**Assignment:** Lines from the one containing "extern crate strum;" through the final line of the records are the only ones to copy, and each must match exactly.

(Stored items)
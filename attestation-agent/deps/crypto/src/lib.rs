// Copyright (c) 2022 Alibaba Cloud
//
// SPDX-License-Identifier: Apache-2.0
//

//! # Crypto
//!
//! Pure rust crypto primitives shared by the KBS protocol client and the
//! layer decryptor of the runner.
//!
//! ## Components
//!
//! - `symmetric`: AES-256-GCM / AES-256-CTR en/decryption of wrapped keys
//!   and KBS responses
//! - `rsa`: the ephemeral TEE key pair used in the KBS attestation protocol
//! - `HashAlgorithm`: digests used to bind runtime data into evidence

#[macro_use]
extern crate strum;

mod rust;

mod symmetric;
pub use symmetric::*;

mod asymmetric;
pub use asymmetric::*;

mod algorithms;
pub use algorithms::*;

mod random;
pub use random::random_bytes;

**Solved exercise:**
extern crate strum;

mod rust;

mod symmetric;
pub use symmetric::*;

mod asymmetric;
pub use asymmetric::*;

mod algorithms;
pub use algorithms::*;

mod random;
pub use random::random_bytes;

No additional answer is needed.